**EXERCISE DETAILS:** Every line in the entries where "serde" is found should be copied.
===
//! Domain records for campaigns, donations and users, plus the raw row
//! shapes they are read from.
//!
//! Amounts are held as wei ([`U256`]) in memory and as decimal ETH strings in
//! the database and on the wire.

use std::str::FromStr;

use alloy_primitives::utils::{format_ether, parse_ether};
use alloy_primitives::{Address, U256};
use serde::{Deserialize, Serialize};

use crate::errors::{AppError, Result};
use crate::status::{CampaignStatus, OnChainStatus};

pub const SECONDS_PER_DAY: i64 = 86_400;

// ─────────────────────────────────────────────────────────
// Amount and address helpers
// ─────────────────────────────────────────────────────────

/// Render wei as a decimal ETH string.
pub fn to_eth(amount: U256) -> String {
    format_ether(amount)
}

/// Parse a decimal ETH string into wei.
pub fn parse_eth(raw: &str) -> Result<U256> {
    parse_ether(raw.trim()).map_err(|_| AppError::Validation(format!("invalid ETH amount '{raw}'")))
}

/// Parse a hex address and return it together with its lowercase form.
pub fn parse_address(raw: &str) -> Result<(Address, String)> {
    let address = Address::from_str(raw.trim())
        .map_err(|_| AppError::Validation(format!("invalid address '{raw}'")))?;
    Ok((address, lowercase(&address)))
}

pub fn lowercase(address: &Address) -> String {
    address.to_string().to_lowercase()
}

// ─────────────────────────────────────────────────────────
// Campaigns
// ─────────────────────────────────────────────────────────

/// One fundraising project as seen by the backend.
#[derive(Debug, Clone, PartialEq, Eq)]
pub struct Campaign {
    pub project_id: i64,
    pub title: String,
    pub description: String,
    pub image_url: Option<String>,
    pub owner_address: String,
    pub target_amount: U256,
    pub raised_amount: U256,
    pub duration_days: i64,
    /// Only known when an on-chain snapshot was merged in.
    pub backers: Option<u64>,
    pub status: CampaignStatus,
    pub created_at: i64,
    pub expires_at: i64,
}

/// `campaigns` row as stored.
#[derive(Debug, Clone, sqlx::FromRow)]
pub struct CampaignRow {
    pub project_id: i64,
    pub title: String,
    pub description: String,
    pub target_amount: String,
    pub raised_amount: String,
    pub duration_days: i64,
    pub image_url: Option<String>,
    pub owner_address: String,
    pub status: String,
    pub created_at: i64,
    pub expires_at: i64,
}

impl TryFrom<CampaignRow> for Campaign {
    type Error = AppError;

    fn try_from(row: CampaignRow) -> Result<Self> {
        Ok(Campaign {
            project_id: row.project_id,
            target_amount: stored_amount(&row.target_amount)?,
            raised_amount: stored_amount(&row.raised_amount)?,
            status: row.status.parse()?,
            title: row.title,
            description: row.description,
            image_url: row.image_url,
            owner_address: row.owner_address.to_lowercase(),
            duration_days: row.duration_days,
            backers: None,
            created_at: row.created_at,
            expires_at: row.expires_at,
        })
    }
}

fn stored_amount(raw: &str) -> Result<U256> {
    parse_ether(raw.trim()).map_err(|_| AppError::Decode(format!("bad stored amount '{raw}'")))
}

/// Fields for a new `campaigns` row.
#[derive(Debug, Clone)]
pub struct NewCampaign {
    pub project_id: i64,
    pub title: String,
    pub description: String,
    pub image_url: Option<String>,
    pub owner_address: String,
    pub target_amount: U256,
    pub duration_days: i64,
    pub created_at: i64,
    pub expires_at: i64,
}

/// Presentation fields an owner or admin may edit.
#[derive(Debug, Clone, Default)]
pub struct CampaignEdit {
    pub title: Option<String>,
    pub description: Option<String>,
    pub image_url: Option<String>,
    pub duration_days: Option<i64>,
    pub expires_at: Option<i64>,
}

/// API representation of a campaign.
#[derive(Debug, Clone, Serialize)]
pub struct CampaignView {
    pub project_id: i64,
    pub title: String,
    pub description: String,
    pub image_url: Option<String>,
    pub owner_address: String,
    pub target_eth: String,
    pub raised_eth: String,
    /// Funding progress, capped at 100.
    pub progress: u8,
    pub backers: Option<u64>,
    pub duration_days: i64,
    pub days_left: i64,
    pub status: CampaignStatus,
    pub created_at: i64,
    pub expires_at: i64,
}

impl CampaignView {
    pub fn new(campaign: &Campaign, now: i64) -> Self {
        CampaignView {
            project_id: campaign.project_id,
            title: campaign.title.clone(),
            description: campaign.description.clone(),
            image_url: campaign.image_url.clone(),
            owner_address: campaign.owner_address.clone(),
            target_eth: to_eth(campaign.target_amount),
            raised_eth: to_eth(campaign.raised_amount),
            progress: progress(campaign.raised_amount, campaign.target_amount),
            backers: campaign.backers,
            duration_days: campaign.duration_days,
            days_left: days_left(campaign.expires_at, now),
            status: campaign.status,
            created_at: campaign.created_at,
            expires_at: campaign.expires_at,
        }
    }
}

/// Percentage of the target raised, capped at 100. Zero target reads as 0.
pub fn progress(raised: U256, target: U256) -> u8 {
    if target.is_zero() {
        return 0;
    }
    let pct = raised.saturating_mul(U256::from(100u64)) / target;
    if pct >= U256::from(100u64) {
        100
    } else {
        u64::try_from(pct).map(|p| p as u8).unwrap_or(100)
    }
}

/// Whole days until expiry, rounded up, never negative.
pub fn days_left(expires_at: i64, now: i64) -> i64 {
    let remaining = expires_at - now;
    if remaining <= 0 {
        0
    } else {
        (remaining + SECONDS_PER_DAY - 1) / SECONDS_PER_DAY
    }
}

// ─────────────────────────────────────────────────────────
// On-chain projects
// ─────────────────────────────────────────────────────────

/// Decoded `getProject` / `getProjects` entry.
#[derive(Debug, Clone, PartialEq, Eq)]
pub struct ChainProject {
    pub id: u64,
    pub owner: String,
    pub title: String,
    pub description: String,
    pub image_url: String,
    pub cost: U256,
    pub raised: U256,
    pub created_at: i64,
    pub expires_at: i64,
    pub backers: u64,
    pub status: OnChainStatus,
}

/// Arguments for `createProject`.
#[derive(Debug, Clone)]
pub struct NewProject {
    pub title: String,
    pub description: String,
    pub image_url: String,
    pub cost: U256,
    pub expires_at: i64,
}

/// Arguments for `updateProject`.
#[derive(Debug, Clone)]
pub struct ProjectEdit {
    pub title: String,
    pub description: String,
    pub image_url: String,
    pub expires_at: i64,
}

// ─────────────────────────────────────────────────────────
// Donations
// ─────────────────────────────────────────────────────────

#[derive(Debug, Clone, Copy, PartialEq, Eq, Serialize, Deserialize)]
#[serde(rename_all = "snake_case")]
pub enum DonationStatus {
    Pending,
    Confirmed,
    Failed,
}

impl DonationStatus {
    pub fn as_str(self) -> &'static str {
        match self {
            Self::Pending => "pending",
            Self::Confirmed => "confirmed",
            Self::Failed => "failed",
        }
    }
}

impl FromStr for DonationStatus {
    type Err = AppError;

    fn from_str(s: &str) -> Result<Self> {
        match s.trim().to_ascii_lowercase().as_str() {
            "pending" => Ok(Self::Pending),
            "confirmed" => Ok(Self::Confirmed),
            "failed" => Ok(Self::Failed),
            _ => Err(AppError::Decode(format!("unknown donation status '{s}'"))),
        }
    }
}

#[derive(Debug, Clone, PartialEq, Eq)]
pub struct Donation {
    pub id: i64,
    pub project_id: i64,
    pub donor_address: String,
    pub amount: U256,
    pub transaction_hash: String,
    pub status: DonationStatus,
    pub donated_at: i64,
}

#[derive(Debug, Clone, sqlx::FromRow)]
pub struct DonationRow {
    pub id: i64,
    pub project_id: i64,
    pub donor_address: String,
    pub amount_eth: String,
    pub transaction_hash: String,
    pub status: String,
    pub donated_at: i64,
}

impl TryFrom<DonationRow> for Donation {
    type Error = AppError;

    fn try_from(row: DonationRow) -> Result<Self> {
        Ok(Donation {
            id: row.id,
            project_id: row.project_id,
            amount: stored_amount(&row.amount_eth)?,
            status: row.status.parse()?,
            donor_address: row.donor_address,
            transaction_hash: row.transaction_hash,
            donated_at: row.donated_at,
        })
    }
}

#[derive(Debug, Clone, Serialize)]
pub struct DonationView {
    pub id: i64,
    pub project_id: i64,
    pub donor_address: String,
    pub amount_eth: String,
    pub transaction_hash: String,
    pub status: DonationStatus,
    pub donated_at: i64,
}

impl From<&Donation> for DonationView {
    fn from(d: &Donation) -> Self {
        DonationView {
            id: d.id,
            project_id: d.project_id,
            donor_address: d.donor_address.clone(),
            amount_eth: to_eth(d.amount),
            transaction_hash: d.transaction_hash.clone(),
            status: d.status,
            donated_at: d.donated_at,
        }
    }
}

/// A donation joined with a few fields of the campaign it went to.
#[derive(Debug, Clone, Serialize, Deserialize, sqlx::FromRow)]
pub struct DonationWithCampaign {
    pub id: i64,
    pub project_id: i64,
    pub donor_address: String,
    pub amount_eth: String,
    pub transaction_hash: String,
    pub status: String,
    pub donated_at: i64,
    pub campaign_title: Option<String>,
    pub campaign_image_url: Option<String>,
    pub campaign_status: Option<String>,
}

#[derive(Debug, Clone, PartialEq, Eq, Serialize)]
pub struct TopDonor {
    pub address: String,
    pub total_eth: String,
}

#[derive(Debug, Clone, PartialEq, Eq, Serialize)]
pub struct DonationStats {
    pub total_donations: u64,
    pub total_eth: String,
    pub average_eth: String,
    pub unique_donors: u64,
}

// ─────────────────────────────────────────────────────────
// Users
// ─────────────────────────────────────────────────────────

#[derive(Debug, Clone, Serialize, Deserialize, sqlx::FromRow)]
pub struct User {
    pub id: i64,
    pub address: String,
    pub nonce: Option<String>,
    pub is_admin: bool,
    pub created_at: i64,
    pub updated_at: i64,
}

#[cfg(test)]
mod tests {
    use super::*;

    #[test]
    fn progress_is_capped() {
        let five = parse_eth("5").unwrap();
        assert_eq!(progress(parse_eth("2.5").unwrap(), five), 50);
        assert_eq!(progress(parse_eth("12").unwrap(), five), 100);
        assert_eq!(progress(five, U256::ZERO), 0);
    }

    #[test]
    fn days_left_rounds_up() {
        assert_eq!(days_left(1_000 + SECONDS_PER_DAY + 1, 1_000), 2);
        assert_eq!(days_left(1_000 + SECONDS_PER_DAY, 1_000), 1);
        assert_eq!(days_left(500, 1_000), 0);
    }

    #[test]
    fn addresses_are_lowercased() {
        let (_, lower) = parse_address("0xF39Fd6e51aad88F6F4ce6aB8827279cffFb92266").unwrap();
        assert_eq!(lower, "0xf39fd6e51aad88f6f4ce6ab8827279cfffb92266");
        assert!(parse_address("not-an-address").is_err());
    }

    #[test]
    fn campaign_row_decodes_legacy_status() {
        let row = CampaignRow {
            project_id: 7,
            title: "Flood relief".into(),
            description: "".into(),
            target_amount: "5".into(),
            raised_amount: "2.5".into(),
            duration_days: 10,
            image_url: None,
            owner_address: "0xABC".into(),
            status: "OPEN".into(),
            created_at: 1,
            expires_at: 2,
        };
        let campaign = Campaign::try_from(row).unwrap();
        assert_eq!(campaign.status, CampaignStatus::Active);
        assert_eq!(campaign.raised_amount, parse_eth("2.5").unwrap());
        assert_eq!(campaign.owner_address, "0xabc");
    }
}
===
**SOLUTION TO THIS EXERCISE:**
use serde::{Deserialize, Serialize};
#[serde(rename_all = "snake_case")]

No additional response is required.